Work to complete:
From the line containing "let pending = (*handler)(request);" down to the line containing "let removed: Vec<_>" in the records below, reproduce every line exactly, ends included, and omit all others.

Data:

>>

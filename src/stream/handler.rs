//! Handling side of the stream protocol.

use std::collections::BTreeMap;
use std::fmt;
use std::sync::Arc;

use futures::stream::BoxStream;
use futures::{Stream, StreamExt};
use serde::de::DeserializeOwned;
use serde::Serialize;

use crate::context::Context;
use crate::error::{HandlerError, InvokeError};
use crate::event::Event;
use crate::invoke::{
    accept, check_keys, handler_key, register_wrapper, InvokeEvents, InvokeHandlerToken, Replier,
};

/// A type-erased stream handler, for [`define_stream_invoke_handlers`].
pub type BoxedStreamHandler<Res, Req> =
    Arc<dyn Fn(Req) -> BoxStream<'static, Result<Res, HandlerError>> + Send + Sync>;

/// Erase a stream handler's closure and stream types.
pub fn boxed_stream_handler<Res, Req, F, S>(handler: F) -> BoxedStreamHandler<Res, Req>
where
    F: Fn(Req) -> S + Send + Sync + 'static,
    S: Stream<Item = Result<Res, HandlerError>> + Send + 'static,
{
    Arc::new(move |req| handler(req).boxed())
}

/// Answer streamed requests on `events` with `handler`.
///
/// For each request the returned stream is drained on the context's
/// runtime: one correlated reply per item, then a stream-end. The first
/// `Err` item is sent as a correlated error and nothing follows it.
pub fn define_stream_invoke_handler<Res, Req, F, S, E>(
    ctx: &Context,
    events: &InvokeEvents<Res, Req>,
    handler: Arc<F>,
) -> InvokeHandlerToken
where
    F: Fn(Req) -> S + Send + Sync + ?Sized + 'static,
    S: Stream<Item = Result<Res, E>> + Send + 'static,
    E: fmt::Display + Send + 'static,
    Req: DeserializeOwned + 'static,
    Res: Serialize + Send + 'static,
{
    let key = handler_key(&events.send, &handler);
    register_wrapper(ctx, &events.send, key, |weak| {
        let events = events.clone();
        move |event: &Event| {
            let Some((ctx, replier, request)) = accept::<Req, _, _>(&weak, &events, event) else {
                return;
            };
            let Some(runtime) = ctx.runtime_handle() else {
                tracing::warn!(send = %events.send.id, "no async runtime for stream handler");
                replier.error("no async runtime available to run stream handler");
                return;
            };
            let responses = (*handler)(request);
            runtime.spawn(drain(responses, replier));
        }
    })
}

async fn drain<S, Res, E>(responses: S, replier: Replier)
where
    S: Stream<Item = Result<Res, E>>,
    Res: Serialize,
    E: fmt::Display,
{
    let mut responses = std::pin::pin!(responses);
    while let Some(item) = responses.next().await {
        match item {
            Ok(value) => {
                if !replier.reply(&value) {
                    return;
                }
            }
            Err(e) => {
                replier.error(&e.to_string());
                return;
            }
        }
    }
    replier.end();
}

/// Remove a stream handler registration, or every one on the endpoint when
/// `token` is `None`.
pub fn undefine_stream_invoke_handler<Res, Req>(
    ctx: &Context,
    events: &InvokeEvents<Res, Req>,
    token: Option<&InvokeHandlerToken>,
) -> bool {
    crate::invoke::undefine_invoke_handler(ctx, events, token)
}

/// Register one stream handler per named endpoint. The key sets must match.
pub fn define_stream_invoke_handlers<Res, Req>(
    ctx: &Context,
    events: &BTreeMap<String, InvokeEvents<Res, Req>>,
    handlers: &BTreeMap<String, BoxedStreamHandler<Res, Req>>,
) -> Result<BTreeMap<String, InvokeHandlerToken>, InvokeError>
where
    Req: DeserializeOwned + 'static,
    Res: Serialize + Send + 'static,
{
    check_keys(events, handlers)?;

    Ok(events
        .iter()
        .map(|(name, events)| {
            let token = define_stream_invoke_handler(ctx, events, Arc::clone(&handlers[name]));
            (name.clone(), token)
        })
        .collect())
}
//! Handling side of the invoke protocol.

use std::collections::BTreeMap;
use std::fmt;
use std::future::Future;
use std::sync::Arc;

use futures::future::BoxFuture;
use serde::de::DeserializeOwned;
use serde::Serialize;

use super::envelope::{InvokePayload, Replier};
use super::events::InvokeEvents;
use crate::context::{Context, HandlerKey, Target, WeakContext};
use crate::error::{HandlerError, InvokeError};
use crate::event::Event;

/// A type-erased async invoke handler, for registering handlers of
/// different closure types through [`define_invoke_handlers`].
pub type BoxedInvokeHandler<Res, Req> =
    Arc<dyn Fn(Req) -> BoxFuture<'static, Result<Res, HandlerError>> + Send + Sync>;

/// Erase a handler's closure type.
pub fn boxed_invoke_handler<Res, Req, F, Fut>(handler: F) -> BoxedInvokeHandler<Res, Req>
where
    F: Fn(Req) -> Fut + Send + Sync + 'static,
    Fut: Future<Output = Result<Res, HandlerError>> + Send + 'static,
{
    Arc::new(move |req| Box::pin(handler(req)) as BoxFuture<'static, _>)
}

/// Registration handle returned by the `define_*_handler` functions.
///
/// Registering the same `Arc` on the same endpoint twice yields equal
/// tokens backed by one subscription. Disposing any of them removes it.
#[derive(Clone)]
pub struct InvokeHandlerToken {
    ctx: Context,
    send: Event,
    key: HandlerKey,
}

impl InvokeHandlerToken {
    /// Remove this handler's subscription. Returns whether it was registered.
    pub fn dispose(&self) -> bool {
        remove_registration(&self.ctx, &self.send, &self.key)
    }

    pub fn is_registered(&self) -> bool {
        self.ctx.handler_registrations().contains_key(&self.key)
    }
}

impl PartialEq for InvokeHandlerToken {
    fn eq(&self, other: &Self) -> bool {
        self.key == other.key
    }
}

impl Eq for InvokeHandlerToken {}

impl fmt::Debug for InvokeHandlerToken {
    fn fmt(&self, f: &mut fmt::Formatter<'_>) -> fmt::Result {
        f.debug_struct("InvokeHandlerToken")
            .field("send", &self.send.id)
            .field("handler", &format_args!("{:#x}", self.key.1))
            .finish()
    }
}

/// Answer requests on `events` with `handler`.
///
/// Each request is decoded, passed to the handler on the context's runtime,
/// and answered with a correlated reply, or a correlated error when the
/// handler fails or the request content does not decode. Requests without an
/// invoke id are ignored.
pub fn define_invoke_handler<Res, Req, F, Fut, E>(
    ctx: &Context,
    events: &InvokeEvents<Res, Req>,
    handler: Arc<F>,
) -> InvokeHandlerToken
where
    F: Fn(Req) -> Fut + Send + Sync + ?Sized + 'static,
    Fut: Future<Output = Result<Res, E>> + Send + 'static,
    E: fmt::Display + Send + 'static,
    Req: DeserializeOwned + 'static,
    Res: Serialize + Send + 'static,
{
    let key = handler_key(&events.send, &handler);
    register_wrapper(ctx, &events.send, key, |weak| {
        let events = events.clone();
        move |event: &Event| {
            let Some((ctx, replier, request)) = accept::<Req, _, _>(&weak, &events, event) else {
                return;
            };
            let Some(runtime) = ctx.runtime_handle() else {
                tracing::warn!(send = %events.send.id, "no async runtime for invoke handler");
                replier.error("no async runtime available to run invoke handler");
                return;
            };
            let pending = (*handler)(request);
            runtime.spawn(async move {
                match pending.await {
                    Ok(response) => {
                        replier.reply(&response);
                    }
                    Err(e) => replier.error(&e.to_string()),
                }
            });
        }
    })
}

/// Remove a handler registration, or every handler registration on the
/// endpoint when `token` is `None`. Returns whether anything was removed.
pub fn undefine_invoke_handler<Res, Req>(
    ctx: &Context,
    events: &InvokeEvents<Res, Req>,
    token: Option<&InvokeHandlerToken>,
) -> bool {
    match token {
        Some(token) => remove_registration(ctx, &events.send, &token.key),
        None => {
            let removed: Vec<_> = {
                let mut registrations = ctx.handler_registrations();
                let keys: Vec<HandlerKey> = registrations
                    .keys()
                    .filter(|(tag, _)| *tag == events.send.id)
                    .cloned()
                    .collect();
                keys.iter()
                    .filter_map(|key| registrations.remove(key))
                    .collect()
            };
            for id in &removed {
                ctx.remove_listener(&events.send, *id);
            }
            !removed.is_empty()
        }
    }
}

/// Register one handler per named endpoint. The key sets must match exactly.
pub fn define_invoke_handlers<Res, Req>(
    ctx: &Context,
    events: &BTreeMap<String, InvokeEvents<Res, Req>>,
    handlers: &BTreeMap<String, BoxedInvokeHandler<Res, Req>>,
) -> Result<BTreeMap<String, InvokeHandlerToken>, InvokeError>
where
    Req: DeserializeOwned + 'static,
    Res: Serialize + Send + 'static,
{
    check_keys(events, handlers)?;

    Ok(events
        .iter()
        .map(|(name, events)| {
            let token = define_invoke_handler(ctx, events, Arc::clone(&handlers[name]));
            (name.clone(), token)
        })
        .collect())
}

/// Fail unless `events` and `handlers` name exactly the same endpoints.
pub(crate) fn check_keys<E, H>(
    events: &BTreeMap<String, E>,
    handlers: &BTreeMap<String, H>,
) -> Result<(), InvokeError> {
    let missing_handlers: Vec<String> = events
        .keys()
        .filter(|name| !handlers.contains_key(*name))
        .cloned()
        .collect();
    let missing_events: Vec<String> = handlers
        .keys()
        .filter(|name| !events.contains_key(*name))
        .cloned()
        .collect();
    if missing_handlers.is_empty() && missing_events.is_empty() {
        return Ok(());
    }
    Err(InvokeError::MismatchedKeys {
        missing_handlers,
        missing_events,
    })
}

pub(crate) fn handler_key<F: ?Sized>(send: &Event, handler: &Arc<F>) -> HandlerKey {
    (send.id.clone(), Arc::as_ptr(handler) as *const () as usize)
}

/// Subscribe a wrapper on `send` unless `key` is already registered.
pub(crate) fn register_wrapper<B, W>(
    ctx: &Context,
    send: &Event,
    key: HandlerKey,
    build: B,
) -> InvokeHandlerToken
where
    B: FnOnce(WeakContext) -> W,
    W: Fn(&Event) + Send + Sync + 'static,
{
    let token = InvokeHandlerToken {
        ctx: ctx.clone(),
        send: send.clone(),
        key: key.clone(),
    };

    let mut registrations = ctx.handler_registrations();
    if registrations.contains_key(&key) {
        tracing::debug!(send = %send.id, "handler already registered");
        return token;
    }

    let wrapper = build(ctx.downgrade());
    let id = ctx.on(Target::from(send), move |event, _| wrapper(event));
    registrations.insert(key, id);
    token
}

/// Decode an incoming request. `None` when the event is not a request for
/// us; malformed content is answered with a correlated error.
pub(crate) fn accept<Req, Res, ReqT>(
    weak: &WeakContext,
    events: &InvokeEvents<Res, ReqT>,
    event: &Event,
) -> Option<(Context, Replier, Req)>
where
    Req: DeserializeOwned,
{
    let Some(payload) = InvokePayload::from_event(event) else {
        tracing::debug!(tag = %event.id, "ignoring request without invoke id");
        return None;
    };
    let ctx = weak.upgrade()?;
    let replier = Replier {
        ctx: ctx.clone(),
        receive: events.receive.clone(),
        receive_error: events.receive_error.clone(),
        receive_stream_end: events.receive_stream_end.clone(),
        invoke_id: payload.invoke_id,
    };
    match serde_json::from_value(payload.content) {
        Ok(request) => Some((ctx, replier, request)),
        Err(e) => {
            replier.error(&format!("decode failed: {}", e));
            None
        }
    }
}

fn remove_registration(ctx: &Context, send: &Event, key: &HandlerKey) -> bool {
    let removed = ctx.handler_registrations().remove(key);
    match removed {
        Some(id) => ctx.remove_listener(send, id),
        None => false,
    }
}
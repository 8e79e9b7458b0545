//! Two contexts bridged by an in-process channel pair.

use std::sync::Arc;
use std::time::Duration;

use eventa_rust::transport::channel::{self, ChannelConfig};
use eventa_rust::transport::transport_error_event;
use eventa_rust::{
    define_invoke, define_invoke_events, define_invoke_handler, define_stream_invoke,
    define_stream_invoke_handler, to_stream_handler, Context, Event, HandlerError, StreamEmitter,
};
use futures::StreamExt;
use serde_json::json;

use crate::support::{body, init_tracing, next, record};

fn bridged() -> (Context, Context, eventa_rust::TransportHandle, eventa_rust::TransportHandle) {
    let main = Context::new();
    let worker = Context::new();
    let (left, right) = channel::pair(&ChannelConfig::default());
    let main_handle = left.attach(&main).unwrap();
    let worker_handle = right.attach(&worker).unwrap();
    (main, worker, main_handle, worker_handle)
}

#[tokio::test]
async fn invoke_across_contexts() {
    init_tracing();
    let (main, worker, _main_handle, _worker_handle) = bridged();
    let events = define_invoke_events::<String, String>(Some("greet"));
    define_invoke_handler(
        &worker,
        &events,
        Arc::new(|name: String| async move { Ok::<_, HandlerError>(format!("hello {}", name)) }),
    );

    let greet = define_invoke(&main, &events);
    let reply = tokio::time::timeout(Duration::from_secs(1), greet.call("alice".to_string()))
        .await
        .unwrap()
        .unwrap();
    assert_eq!(reply, "hello alice");
}

#[tokio::test]
async fn invoke_error_across_contexts() {
    let (main, worker, _main_handle, _worker_handle) = bridged();
    let events = define_invoke_events::<(), ()>(None);
    define_invoke_handler(
        &worker,
        &events,
        Arc::new(|_: ()| async { Err::<(), _>(HandlerError::new("bad")) }),
    );

    let invoke = define_invoke(&main, &events);
    let err = invoke.call(()).await.unwrap_err();
    assert_eq!(err.to_string(), "bad");
}

#[tokio::test]
async fn concurrent_invokes_across_contexts() {
    let (main, worker, _main_handle, _worker_handle) = bridged();
    let events = define_invoke_events::<u64, u64>(None);
    define_invoke_handler(
        &worker,
        &events,
        Arc::new(|n: u64| async move {
            tokio::time::sleep(Duration::from_millis(20 - n)).await;
            Ok::<_, HandlerError>(n * 10)
        }),
    );

    let invoke = define_invoke(&main, &events);
    let results = futures::future::join_all((0..20).map(|n| invoke.call(n))).await;
    for (n, result) in results.into_iter().enumerate() {
        assert_eq!(result.unwrap(), n as u64 * 10);
    }
}

#[tokio::test]
async fn stream_across_contexts() {
    let (main, worker, _main_handle, _worker_handle) = bridged();
    let events = define_invoke_events::<u32, u32>(None);
    let handler = to_stream_handler(|n: u32, emit: StreamEmitter<u32>| async move {
        for i in 1..=n {
            emit.emit(i);
        }
        Ok::<_, HandlerError>(())
    });
    define_stream_invoke_handler(&worker, &events, Arc::new(handler));

    let client = define_stream_invoke(&main, &events);
    let values: Vec<u32> = client.call(4).map(|item| item.unwrap()).collect().await;
    assert_eq!(values, vec![1, 2, 3, 4]);
}

#[tokio::test]
async fn inbound_events_are_not_echoed() {
    let (main, worker, main_handle, worker_handle) = bridged();
    let ping = Event::new("ping");
    let mut on_main = record(&main, &ping);
    let mut on_worker = record(&worker, &ping);

    main.emit(&ping, json!(1));

    let local = next(&mut on_main).await;
    assert!(!local.is_inbound());
    let remote = next(&mut on_worker).await;
    assert!(remote.is_inbound());
    assert_eq!(body(&remote), &json!(1));

    tokio::time::sleep(Duration::from_millis(20)).await;
    assert!(on_main.try_recv().is_err());
    assert!(on_worker.try_recv().is_err());

    let worker_stats = worker_handle.stop().await;
    let main_stats = main_handle.stop().await;
    assert_eq!(main_stats.sent, 1);
    assert_eq!(worker_stats.received, 1);
    assert_eq!(worker_stats.sent, 0);
}

#[tokio::test]
async fn malformed_wire_data_becomes_error_event() {
    let main = Context::new();
    let (left, right) = channel::pair(&ChannelConfig::default());
    let raw = right.raw_sender();
    let handle = left.attach(&main).unwrap();
    let mut errors = record(&main, &transport_error_event());

    raw.send("{\"id\":".to_string()).await.unwrap();

    let error = next(&mut errors).await;
    assert!(body(&error)["error"]
        .as_str()
        .unwrap()
        .starts_with("malformed envelope"));

    drop(right);
    let stats = handle.stop().await;
    assert_eq!(stats.failed, 1);
    assert_eq!(stats.received, 0);
}

#[tokio::test]
async fn stopped_transport_no_longer_forwards() {
    let (main, worker, main_handle, _worker_handle) = bridged();
    let ping = Event::new("ping");
    let mut on_worker = record(&worker, &ping);

    main_handle.stop().await;
    main.emit(&ping, json!(1));

    tokio::time::sleep(Duration::from_millis(20)).await;
    assert!(on_worker.try_recv().is_err());
}
//! Push-style stream handlers.
//!
//! [`to_stream_handler`] turns a handler that calls `emit` as it goes into
//! one that returns a [`Stream`]. Emitted values travel through an unbounded
//! queue; each slot is freed as soon as the consumer reads it.

use std::future::Future;
use std::pin::Pin;
use std::task::{Context, Poll};

use futures::future::BoxFuture;
use futures::Stream;
use tokio::sync::mpsc;

/// Push handle given to a bridged handler. Cheap to clone.
pub struct StreamEmitter<T> {
    tx: mpsc::UnboundedSender<T>,
}

impl<T> Clone for StreamEmitter<T> {
    fn clone(&self) -> Self {
        Self {
            tx: self.tx.clone(),
        }
    }
}

impl<T> StreamEmitter<T> {
    /// Queue a value for the consumer. Values emitted after the consumer
    /// went away are dropped.
    pub fn emit(&self, value: T) {
        let _ = self.tx.send(value);
    }
}

/// Stream produced by a bridged handler.
///
/// Polling drives the handler future. The stream yields queued values in
/// emission order; once the handler has returned and the queue is empty it
/// ends, or yields the handler's error as its last item.
#[must_use = "streams do nothing unless polled"]
pub struct PushStream<T, E> {
    rx: mpsc::UnboundedReceiver<T>,
    handler: Option<BoxFuture<'static, Result<(), E>>>,
    error: Option<E>,
    finished: bool,
}

impl<T, E> Unpin for PushStream<T, E> {}

impl<T, E> PushStream<T, E> {
    fn new<Fut>(rx: mpsc::UnboundedReceiver<T>, handler: Fut) -> Self
    where
        Fut: Future<Output = Result<(), E>> + Send + 'static,
    {
        Self {
            rx,
            handler: Some(Box::pin(handler)),
            error: None,
            finished: false,
        }
    }
}

impl<T, E> Stream for PushStream<T, E> {
    type Item = Result<T, E>;

    fn poll_next(self: Pin<&mut Self>, cx: &mut Context<'_>) -> Poll<Option<Self::Item>> {
        let this = self.get_mut();
        if this.finished {
            return Poll::Ready(None);
        }

        if let Poll::Ready(Some(value)) = this.rx.poll_recv(cx) {
            return Poll::Ready(Some(Ok(value)));
        }

        if let Some(handler) = this.handler.as_mut() {
            match handler.as_mut().poll(cx) {
                Poll::Pending => return Poll::Pending,
                Poll::Ready(result) => {
                    this.handler = None;
                    this.error = result.err();
                }
            }
        }

        // The handler is done: whatever it emitted is already queued.
        if let Ok(value) = this.rx.try_recv() {
            return Poll::Ready(Some(Ok(value)));
        }

        this.finished = true;
        this.rx.close();
        Poll::Ready(this.error.take().map(Err))
    }
}

/// Adapt a push-style handler into a stream handler.
///
/// ```ignore
/// let handler = to_stream_handler(|job: Job, emit: StreamEmitter<Progress>| async move {
///     for step in 0..job.steps {
///         emit.emit(Progress::Step(step));
///     }
///     emit.emit(Progress::Done);
///     Ok::<_, HandlerError>(())
/// });
/// define_stream_invoke_handler(&ctx, &events, Arc::new(handler));
/// ```
pub fn to_stream_handler<Req, Res, E, F, Fut>(
    handler: F,
) -> impl Fn(Req) -> PushStream<Res, E> + Send + Sync + 'static
where
    F: Fn(Req, StreamEmitter<Res>) -> Fut + Send + Sync + 'static,
    Fut: Future<Output = Result<(), E>> + Send + 'static,
{
    move |request| {
        let (tx, rx) = mpsc::unbounded_channel();
        PushStream::new(rx, handler(request, StreamEmitter { tx }))
    }
}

<<

Exercise response:
            let pending = (*handler)(request);
            runtime.spawn(async move {
                match pending.await {
                    Ok(response) => {
                        replier.reply(&response);
                    }
                    Err(e) => replier.error(&e.to_string()),
                }
            });
        }
    })
}

/// Remove a handler registration, or every handler registration on the
/// endpoint when `token` is `None`. Returns whether anything was removed.
pub fn undefine_invoke_handler<Res, Req>(
    ctx: &Context,
    events: &InvokeEvents<Res, Req>,
    token: Option<&InvokeHandlerToken>,
) -> bool {
    match token {
        Some(token) => remove_registration(ctx, &events.send, &token.key),
        None => {
            let removed: Vec<_> = {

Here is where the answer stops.